The problem with government isn't with where and how it allocates the money
it steals. It will always allocate that stolen money to its own end, regardless
of whether caps on its hiring capacity are implemented. The problem is that
it is sanctioned to steal the money in the first place. If it has (or seizes) that
sanction, there will be no shortage of outlets, no shortage of those lining up
for a piece of the pie.
Tim Condon <tim@...
(FURTHER DISCUSSION: A PER CAPITA GOVERNMENT EMPLOYEE LIMITATION...)
On Tue, Apr 22, 2008 at 5:39 PM, Gary Snyder <gsnyder15@...> wrote:
> Doesn't address government contracts.
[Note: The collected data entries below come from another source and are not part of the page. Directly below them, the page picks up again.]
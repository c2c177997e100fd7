// src/store/mod.rs
//! Supabase interaction: batch upserts and bounded reads of destination tables.

mod postgrest;

use crate::error::AppError;
use crate::model::DestinationRow;
use crate::types::TableName;

/// The ability to write synced rows and sample a destination table.
#[async_trait::async_trait]
pub trait DestinationStore: Send + Sync {
    /// Inserts the rows, overwriting existing rows with the same key.
    async fn upsert(&self, table: &TableName, rows: &[DestinationRow]) -> Result<(), AppError>;

    /// Fetches at most `limit` rows of the table.
    async fn select_sample(
        &self,
        table: &TableName,
        limit: usize,
    ) -> Result<Vec<serde_json::Value>, AppError>;
}

pub use postgrest::SupabaseClient;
If the government is capped in its
> hiring capacity, it'll simply dole out contracts and accomplish the same
Tim Condon <tim@...> wrote:
That may be, Gary, but private contractors don't establish a
phalanx of direct, unionized government employees demanding more money and
more power...and willing to go out on the streets to make it a reality.
On Thu, Apr 24, 2008 at 2:32 AM, Gary Snyder <gsnyder15@...> wrote:
Correct, their "establish[ment]" instead consists of an army of lobbyists
demanding the same thing. ---Gary
TIM CONDON NOW RESPONDS TO HIS FRIEND GARY, AT SOME LENGTH:
Lobbyists are not unionized. Lobbyists are not "feet-on-the-street."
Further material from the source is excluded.